| Problem statement |
For each line in the data that includes "active", make a copy.

| Task input |
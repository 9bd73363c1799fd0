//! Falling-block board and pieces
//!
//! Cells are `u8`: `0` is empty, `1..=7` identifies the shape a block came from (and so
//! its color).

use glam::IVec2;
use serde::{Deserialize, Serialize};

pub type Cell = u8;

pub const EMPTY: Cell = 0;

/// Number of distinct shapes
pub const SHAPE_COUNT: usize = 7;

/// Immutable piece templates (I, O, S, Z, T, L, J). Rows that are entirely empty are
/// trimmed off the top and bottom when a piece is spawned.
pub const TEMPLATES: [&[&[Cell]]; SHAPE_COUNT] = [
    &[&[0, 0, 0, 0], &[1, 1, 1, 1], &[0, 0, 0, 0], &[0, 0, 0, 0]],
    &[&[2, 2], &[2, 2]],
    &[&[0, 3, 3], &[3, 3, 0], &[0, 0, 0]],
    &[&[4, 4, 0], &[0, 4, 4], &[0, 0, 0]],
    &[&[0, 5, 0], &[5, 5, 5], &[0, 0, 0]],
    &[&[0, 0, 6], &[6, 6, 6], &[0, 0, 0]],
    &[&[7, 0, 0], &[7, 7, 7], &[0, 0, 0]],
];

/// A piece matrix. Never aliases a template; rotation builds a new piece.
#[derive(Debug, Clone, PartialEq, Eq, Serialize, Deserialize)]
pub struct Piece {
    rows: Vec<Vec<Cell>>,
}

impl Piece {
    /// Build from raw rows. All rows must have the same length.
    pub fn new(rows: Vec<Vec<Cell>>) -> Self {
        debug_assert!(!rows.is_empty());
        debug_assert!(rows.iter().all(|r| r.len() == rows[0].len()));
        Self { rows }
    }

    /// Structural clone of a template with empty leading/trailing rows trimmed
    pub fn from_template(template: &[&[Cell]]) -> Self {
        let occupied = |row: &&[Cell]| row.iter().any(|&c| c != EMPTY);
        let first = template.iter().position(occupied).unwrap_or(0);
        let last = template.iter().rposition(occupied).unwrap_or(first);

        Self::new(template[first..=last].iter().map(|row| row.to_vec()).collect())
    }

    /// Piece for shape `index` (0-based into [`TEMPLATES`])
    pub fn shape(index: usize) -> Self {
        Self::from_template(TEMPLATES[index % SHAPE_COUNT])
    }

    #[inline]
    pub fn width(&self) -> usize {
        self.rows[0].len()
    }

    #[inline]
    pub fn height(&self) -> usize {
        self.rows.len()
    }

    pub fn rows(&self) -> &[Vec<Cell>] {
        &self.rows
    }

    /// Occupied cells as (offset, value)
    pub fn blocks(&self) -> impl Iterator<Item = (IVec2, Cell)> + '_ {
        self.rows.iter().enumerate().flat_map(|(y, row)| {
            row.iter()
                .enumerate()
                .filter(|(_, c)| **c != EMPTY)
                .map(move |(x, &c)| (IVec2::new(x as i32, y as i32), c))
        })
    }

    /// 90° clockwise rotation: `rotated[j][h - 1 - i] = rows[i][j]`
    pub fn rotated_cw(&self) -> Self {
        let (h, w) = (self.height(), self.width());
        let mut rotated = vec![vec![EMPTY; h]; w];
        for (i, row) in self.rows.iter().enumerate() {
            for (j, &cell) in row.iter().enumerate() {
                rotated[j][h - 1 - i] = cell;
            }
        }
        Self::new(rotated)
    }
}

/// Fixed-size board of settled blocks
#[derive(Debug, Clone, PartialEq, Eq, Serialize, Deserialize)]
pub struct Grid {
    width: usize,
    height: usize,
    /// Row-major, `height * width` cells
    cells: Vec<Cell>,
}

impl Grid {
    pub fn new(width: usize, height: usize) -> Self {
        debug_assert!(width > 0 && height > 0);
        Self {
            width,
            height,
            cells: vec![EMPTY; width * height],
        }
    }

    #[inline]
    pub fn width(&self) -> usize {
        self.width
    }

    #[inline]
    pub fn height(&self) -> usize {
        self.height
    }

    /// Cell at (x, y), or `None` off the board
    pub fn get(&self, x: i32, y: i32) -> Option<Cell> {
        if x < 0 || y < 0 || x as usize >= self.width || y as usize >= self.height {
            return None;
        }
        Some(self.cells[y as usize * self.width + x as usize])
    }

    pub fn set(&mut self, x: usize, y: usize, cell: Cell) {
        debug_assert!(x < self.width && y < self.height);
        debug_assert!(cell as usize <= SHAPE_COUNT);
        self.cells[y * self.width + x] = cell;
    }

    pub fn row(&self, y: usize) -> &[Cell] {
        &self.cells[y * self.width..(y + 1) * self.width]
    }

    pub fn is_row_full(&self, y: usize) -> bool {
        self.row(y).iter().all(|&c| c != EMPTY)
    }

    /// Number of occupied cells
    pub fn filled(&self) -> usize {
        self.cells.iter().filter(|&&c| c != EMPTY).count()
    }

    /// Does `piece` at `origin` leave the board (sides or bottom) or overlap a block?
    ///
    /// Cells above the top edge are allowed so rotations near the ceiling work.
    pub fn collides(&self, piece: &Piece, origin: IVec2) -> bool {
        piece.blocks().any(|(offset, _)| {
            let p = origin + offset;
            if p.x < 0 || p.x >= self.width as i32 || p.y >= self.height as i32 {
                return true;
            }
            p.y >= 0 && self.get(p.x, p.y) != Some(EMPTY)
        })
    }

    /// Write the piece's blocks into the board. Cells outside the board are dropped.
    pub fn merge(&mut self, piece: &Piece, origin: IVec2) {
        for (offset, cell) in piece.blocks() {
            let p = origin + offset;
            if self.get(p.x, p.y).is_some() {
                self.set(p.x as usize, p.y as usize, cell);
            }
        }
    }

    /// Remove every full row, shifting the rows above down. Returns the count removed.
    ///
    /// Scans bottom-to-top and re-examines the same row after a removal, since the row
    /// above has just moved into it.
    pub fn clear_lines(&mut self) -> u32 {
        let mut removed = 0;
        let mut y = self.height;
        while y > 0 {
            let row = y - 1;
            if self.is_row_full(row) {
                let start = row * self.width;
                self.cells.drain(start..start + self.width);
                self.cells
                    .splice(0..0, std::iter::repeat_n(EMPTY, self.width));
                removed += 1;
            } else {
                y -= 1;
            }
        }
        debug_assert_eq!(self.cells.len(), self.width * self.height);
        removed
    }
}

---

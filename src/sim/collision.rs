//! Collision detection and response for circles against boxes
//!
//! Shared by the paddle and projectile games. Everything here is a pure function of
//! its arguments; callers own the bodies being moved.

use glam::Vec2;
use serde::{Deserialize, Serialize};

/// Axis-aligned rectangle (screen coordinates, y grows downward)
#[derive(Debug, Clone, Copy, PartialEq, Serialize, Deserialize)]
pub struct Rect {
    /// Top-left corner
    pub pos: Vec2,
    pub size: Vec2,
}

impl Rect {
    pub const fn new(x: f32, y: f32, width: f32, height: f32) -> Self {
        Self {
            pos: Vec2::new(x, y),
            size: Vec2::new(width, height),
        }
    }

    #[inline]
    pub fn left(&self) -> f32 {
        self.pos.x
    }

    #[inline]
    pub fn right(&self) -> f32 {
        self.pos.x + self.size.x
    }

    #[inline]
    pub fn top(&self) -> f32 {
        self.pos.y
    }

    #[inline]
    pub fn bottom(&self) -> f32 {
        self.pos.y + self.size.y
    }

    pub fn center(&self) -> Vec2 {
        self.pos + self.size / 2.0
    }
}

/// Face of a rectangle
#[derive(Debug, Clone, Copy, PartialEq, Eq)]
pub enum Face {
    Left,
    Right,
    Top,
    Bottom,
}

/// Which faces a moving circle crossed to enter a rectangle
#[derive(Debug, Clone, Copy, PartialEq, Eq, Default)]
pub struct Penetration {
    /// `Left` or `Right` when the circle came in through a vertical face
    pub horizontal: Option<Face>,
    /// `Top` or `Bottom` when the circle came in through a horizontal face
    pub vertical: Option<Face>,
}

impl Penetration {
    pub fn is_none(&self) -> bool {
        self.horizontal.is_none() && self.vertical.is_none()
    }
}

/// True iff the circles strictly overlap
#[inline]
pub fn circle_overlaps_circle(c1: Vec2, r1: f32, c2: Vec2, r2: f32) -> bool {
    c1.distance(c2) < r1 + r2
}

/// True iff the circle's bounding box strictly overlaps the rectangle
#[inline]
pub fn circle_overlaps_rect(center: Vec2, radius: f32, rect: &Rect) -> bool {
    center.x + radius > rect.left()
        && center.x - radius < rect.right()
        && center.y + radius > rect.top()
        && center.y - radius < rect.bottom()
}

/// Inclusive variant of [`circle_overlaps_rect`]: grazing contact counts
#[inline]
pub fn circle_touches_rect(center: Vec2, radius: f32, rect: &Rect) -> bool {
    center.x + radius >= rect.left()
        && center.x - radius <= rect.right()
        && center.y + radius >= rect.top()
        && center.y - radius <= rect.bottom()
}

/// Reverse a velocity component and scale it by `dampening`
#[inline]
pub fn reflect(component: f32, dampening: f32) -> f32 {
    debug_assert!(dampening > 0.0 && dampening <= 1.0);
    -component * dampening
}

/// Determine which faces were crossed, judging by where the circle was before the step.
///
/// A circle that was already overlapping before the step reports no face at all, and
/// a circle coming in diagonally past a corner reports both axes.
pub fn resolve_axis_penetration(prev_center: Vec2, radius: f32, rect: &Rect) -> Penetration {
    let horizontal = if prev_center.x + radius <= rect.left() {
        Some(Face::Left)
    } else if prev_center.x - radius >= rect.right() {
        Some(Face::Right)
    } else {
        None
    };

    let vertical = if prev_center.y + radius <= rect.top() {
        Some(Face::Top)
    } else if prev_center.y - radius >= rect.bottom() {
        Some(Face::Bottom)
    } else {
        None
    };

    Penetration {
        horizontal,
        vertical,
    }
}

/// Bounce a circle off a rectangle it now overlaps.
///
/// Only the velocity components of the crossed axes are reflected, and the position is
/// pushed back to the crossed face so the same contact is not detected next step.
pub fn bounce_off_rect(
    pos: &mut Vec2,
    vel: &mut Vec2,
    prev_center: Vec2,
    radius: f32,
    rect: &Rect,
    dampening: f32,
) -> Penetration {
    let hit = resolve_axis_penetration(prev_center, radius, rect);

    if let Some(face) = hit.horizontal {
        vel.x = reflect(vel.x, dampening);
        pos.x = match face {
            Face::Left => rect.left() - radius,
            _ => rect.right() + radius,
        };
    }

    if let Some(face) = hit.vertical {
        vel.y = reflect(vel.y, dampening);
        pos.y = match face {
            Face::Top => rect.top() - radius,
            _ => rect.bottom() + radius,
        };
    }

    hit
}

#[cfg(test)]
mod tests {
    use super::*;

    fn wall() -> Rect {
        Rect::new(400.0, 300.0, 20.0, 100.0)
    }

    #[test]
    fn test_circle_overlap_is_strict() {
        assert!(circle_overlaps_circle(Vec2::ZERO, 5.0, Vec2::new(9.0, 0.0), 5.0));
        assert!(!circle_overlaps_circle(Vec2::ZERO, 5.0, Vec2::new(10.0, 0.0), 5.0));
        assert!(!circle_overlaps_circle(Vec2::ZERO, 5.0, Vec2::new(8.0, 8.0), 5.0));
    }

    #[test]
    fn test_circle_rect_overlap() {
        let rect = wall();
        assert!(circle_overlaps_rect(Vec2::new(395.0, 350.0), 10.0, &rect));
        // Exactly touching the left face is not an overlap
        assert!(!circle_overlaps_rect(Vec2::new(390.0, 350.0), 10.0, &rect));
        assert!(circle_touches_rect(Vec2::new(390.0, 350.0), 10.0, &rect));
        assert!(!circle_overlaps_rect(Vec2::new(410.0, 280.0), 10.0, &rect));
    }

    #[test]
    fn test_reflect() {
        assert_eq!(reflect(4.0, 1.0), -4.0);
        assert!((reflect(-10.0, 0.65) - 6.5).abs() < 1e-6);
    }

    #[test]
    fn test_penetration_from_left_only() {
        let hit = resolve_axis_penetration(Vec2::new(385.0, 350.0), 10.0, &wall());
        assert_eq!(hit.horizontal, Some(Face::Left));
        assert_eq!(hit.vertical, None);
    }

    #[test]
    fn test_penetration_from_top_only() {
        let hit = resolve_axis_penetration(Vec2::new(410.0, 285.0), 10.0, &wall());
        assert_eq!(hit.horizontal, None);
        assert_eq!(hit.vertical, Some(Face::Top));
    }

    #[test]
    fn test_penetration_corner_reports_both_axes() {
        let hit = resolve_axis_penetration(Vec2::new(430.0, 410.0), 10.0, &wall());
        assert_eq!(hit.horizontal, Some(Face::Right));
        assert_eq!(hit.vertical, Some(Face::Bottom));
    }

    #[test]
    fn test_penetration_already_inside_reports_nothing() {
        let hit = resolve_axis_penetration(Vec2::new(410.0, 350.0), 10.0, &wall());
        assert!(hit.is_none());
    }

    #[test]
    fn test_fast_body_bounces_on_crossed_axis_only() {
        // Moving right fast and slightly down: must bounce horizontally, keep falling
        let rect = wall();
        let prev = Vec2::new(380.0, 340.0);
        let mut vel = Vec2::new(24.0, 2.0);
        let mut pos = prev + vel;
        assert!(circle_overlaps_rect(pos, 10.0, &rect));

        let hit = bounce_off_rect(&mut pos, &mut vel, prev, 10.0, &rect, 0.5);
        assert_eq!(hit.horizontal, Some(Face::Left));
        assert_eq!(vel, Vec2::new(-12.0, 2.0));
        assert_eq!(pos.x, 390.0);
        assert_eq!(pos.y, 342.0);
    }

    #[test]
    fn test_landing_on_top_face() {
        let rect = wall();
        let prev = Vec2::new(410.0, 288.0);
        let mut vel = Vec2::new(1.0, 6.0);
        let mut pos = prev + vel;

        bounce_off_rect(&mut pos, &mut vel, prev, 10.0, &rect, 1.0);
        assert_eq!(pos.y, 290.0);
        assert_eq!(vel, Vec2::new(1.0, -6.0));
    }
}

---

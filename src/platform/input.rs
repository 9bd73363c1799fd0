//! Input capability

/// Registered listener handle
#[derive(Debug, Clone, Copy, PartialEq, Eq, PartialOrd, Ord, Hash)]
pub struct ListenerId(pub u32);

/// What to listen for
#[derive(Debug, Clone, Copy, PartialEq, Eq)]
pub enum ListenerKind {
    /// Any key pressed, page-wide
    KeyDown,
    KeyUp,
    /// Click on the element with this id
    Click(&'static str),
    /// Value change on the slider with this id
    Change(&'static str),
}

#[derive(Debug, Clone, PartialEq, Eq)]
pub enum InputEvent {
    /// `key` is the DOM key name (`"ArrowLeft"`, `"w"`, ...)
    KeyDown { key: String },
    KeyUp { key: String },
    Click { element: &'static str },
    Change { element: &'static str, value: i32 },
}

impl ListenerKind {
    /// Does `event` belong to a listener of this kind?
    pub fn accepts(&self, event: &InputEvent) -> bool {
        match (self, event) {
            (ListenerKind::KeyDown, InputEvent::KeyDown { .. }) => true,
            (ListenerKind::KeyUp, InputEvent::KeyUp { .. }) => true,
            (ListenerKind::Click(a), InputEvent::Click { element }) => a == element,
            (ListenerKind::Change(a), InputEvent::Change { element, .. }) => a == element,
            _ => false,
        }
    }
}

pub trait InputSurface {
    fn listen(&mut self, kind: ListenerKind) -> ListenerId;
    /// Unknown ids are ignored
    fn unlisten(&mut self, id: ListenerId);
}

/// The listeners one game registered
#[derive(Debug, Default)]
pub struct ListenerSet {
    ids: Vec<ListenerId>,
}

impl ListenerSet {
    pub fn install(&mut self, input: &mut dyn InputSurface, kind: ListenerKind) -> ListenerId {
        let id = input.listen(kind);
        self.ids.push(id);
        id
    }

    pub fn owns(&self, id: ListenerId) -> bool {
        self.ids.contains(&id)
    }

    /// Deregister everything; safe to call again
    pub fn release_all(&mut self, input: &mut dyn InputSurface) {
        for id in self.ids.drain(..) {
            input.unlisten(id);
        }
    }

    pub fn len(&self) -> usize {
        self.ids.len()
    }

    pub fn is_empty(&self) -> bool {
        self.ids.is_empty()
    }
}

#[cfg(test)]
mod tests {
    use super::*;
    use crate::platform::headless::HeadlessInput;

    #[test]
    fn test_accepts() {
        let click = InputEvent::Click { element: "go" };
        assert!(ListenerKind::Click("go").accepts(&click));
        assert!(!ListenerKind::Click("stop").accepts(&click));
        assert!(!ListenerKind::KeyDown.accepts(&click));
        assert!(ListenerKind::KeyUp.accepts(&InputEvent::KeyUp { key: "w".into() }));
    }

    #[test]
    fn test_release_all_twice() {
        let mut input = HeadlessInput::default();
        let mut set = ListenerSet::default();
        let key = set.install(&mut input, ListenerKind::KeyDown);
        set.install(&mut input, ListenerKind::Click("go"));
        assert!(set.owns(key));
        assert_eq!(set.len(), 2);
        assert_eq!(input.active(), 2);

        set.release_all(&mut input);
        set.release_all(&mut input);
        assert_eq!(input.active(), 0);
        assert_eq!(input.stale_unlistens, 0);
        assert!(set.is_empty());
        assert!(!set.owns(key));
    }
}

| Reply |
        assert_eq!(input.active(), 2);
        assert_eq!(input.active(), 0);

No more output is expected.